Stored data entries:
- Opening Delimiter -

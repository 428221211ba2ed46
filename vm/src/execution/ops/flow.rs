use super::{ExecutionContext, VmError};
use crate::{integer_ops::Word, opcodes::Opcode};

pub(crate) fn stop(ctx: &mut ExecutionContext) -> Result<(), VmError> {
    ctx.stopped = true;
    Ok(())
}

pub(crate) fn pop(ctx: &mut ExecutionContext) -> Result<(), VmError> {
    ctx.pop().map(drop)
}

pub(crate) fn jumpdest(_ctx: &mut ExecutionContext) -> Result<(), VmError> {
    Ok(())
}

fn jump_to(ctx: &mut ExecutionContext, dest: Word) -> Result<(), VmError> {
    if dest >= Word::from(ctx.code.len()) {
        return Err(VmError::InvalidJump);
    }
    let dest = dest.low_u64() as usize;
    if !ctx.valid_jumps.contains(&dest) {
        return Err(VmError::InvalidJump);
    }
    ctx.pc = dest;
    Ok(())
}

pub(crate) fn jump(ctx: &mut ExecutionContext) -> Result<(), VmError> {
    let dest = ctx.pop()?;
    jump_to(ctx, dest)
}

pub(crate) fn jumpi(ctx: &mut ExecutionContext) -> Result<(), VmError> {
    let dest = ctx.pop()?;
    let condition = ctx.pop()?;
    if condition.is_zero() {
        return Ok(());
    }
    jump_to(ctx, dest)
}

// The counter was already advanced past this instruction.
push_op!(pc, |ctx| Word::from(ctx.pc - 1));

/// `PUSHn`: reads `n` immediate bytes, zero padding a truncated tail.
pub(crate) fn push(ctx: &mut ExecutionContext, opcode: Opcode) -> Result<(), VmError> {
    let size = opcode.push_size().ok_or(VmError::InternalError)?;
    let start = ctx.pc.min(ctx.code.len());
    let end = (ctx.pc + size).min(ctx.code.len());

    let mut immediate = [0u8; 32];
    immediate[..end - start].copy_from_slice(&ctx.code[start..end]);
    let value = Word::from_big_endian(&immediate[..size]);

    ctx.pc += size;
    ctx.push(value)
}

pub(crate) fn dup(ctx: &mut ExecutionContext, opcode: Opcode) -> Result<(), VmError> {
    let depth = opcode.dup_depth().ok_or(VmError::InternalError)?;
    let value = ctx.peek(depth - 1)?;
    ctx.push(value)
}

pub(crate) fn swap(ctx: &mut ExecutionContext, opcode: Opcode) -> Result<(), VmError> {
    let depth = opcode.swap_depth().ok_or(VmError::InternalError)?;
    let top = ctx.stack.len().checked_sub(1).ok_or(VmError::StackUnderflow)?;
    let other = top.checked_sub(depth).ok_or(VmError::StackUnderflow)?;
    ctx.stack.swap(top, other);
    Ok(())
}
use ethereum_types::H256;

/// BerryVM trace prover.
#[derive(Debug, clap::Parser)]
pub struct Cli {
    #[clap(subcommand)]
    pub subcommand: Subcommand,
}

#[derive(Debug, clap::Subcommand)]
pub enum Subcommand {
    /// Executes a program and prints its result, trace root and result proof.
    Run(RunCmd),
    /// Prints the encoded single-step proof for one step of a program.
    Prove(ProveCmd),
}

/// Program to execute.
#[derive(Debug, clap::Args)]
pub struct ProgramArgs {
    /// Bytecode as hex, with or without `0x`.
    #[clap(long, value_parser = hex_bytes)]
    pub code: HexBytes,

    /// Calldata as hex.
    #[clap(long, value_parser = hex_bytes, default_value = "")]
    pub call_data: HexBytes,

    /// Stop after this many steps; 0 runs to completion.
    #[clap(long, default_value_t = 0)]
    pub steps: usize,
}

#[derive(Debug, clap::Parser)]
pub struct RunCmd {
    #[clap(flatten)]
    pub program: ProgramArgs,

    /// Print every level of the Merkle tree.
    #[clap(long)]
    pub print_tree: bool,

    /// Print per-opcode execution counts.
    #[clap(long)]
    pub stats: bool,
}

#[derive(Debug, clap::Parser)]
pub struct ProveCmd {
    #[clap(flatten)]
    pub program: ProgramArgs,

    /// Step to prove.
    #[clap(long)]
    pub step: usize,

    /// Dispute id the proof is submitted for.
    #[clap(long, value_parser = hash_parser, default_value = "0x00")]
    pub dispute_id: H256,
}

/// Raw bytes parsed from a hex argument.
#[derive(Debug, Clone)]
pub struct HexBytes(pub Vec<u8>);

fn hex_bytes(input: &str) -> Result<HexBytes, String> {
    let digits = input.strip_prefix("0x").unwrap_or(input);
    hex::decode(digits)
        .map(HexBytes)
        .map_err(|err| format!("invalid hex: {err}"))
}

/// Parses up to 32 bytes of hex as a right-aligned hash.
fn hash_parser(input: &str) -> Result<H256, String> {
    let HexBytes(bytes) = hex_bytes(input)?;
    if bytes.len() > 32 {
        return Err(format!("expected at most 32 bytes, got {}", bytes.len()));
    }
    let mut hash = H256::zero();
    hash.as_bytes_mut()[32 - bytes.len()..].copy_from_slice(&bytes);
    Ok(hash)
}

- Closing Delimiter -

• **Work to complete**
Of all the entries above, retype exactly the lines from the line with "#[clap(subcommand)]" to the line with "#[clap(long, value_parser = hex_bytes)]", both included, and no others.

• **Answer for this exercise**
    #[clap(subcommand)]
    pub subcommand: Subcommand,
}

#[derive(Debug, clap::Subcommand)]
pub enum Subcommand {
    /// Executes a program and prints its result, trace root and result proof.
    Run(RunCmd),
    /// Prints the encoded single-step proof for one step of a program.
    Prove(ProveCmd),
}

/// Program to execute.
#[derive(Debug, clap::Args)]
pub struct ProgramArgs {
    /// Bytecode as hex, with or without `0x`.
    #[clap(long, value_parser = hex_bytes)]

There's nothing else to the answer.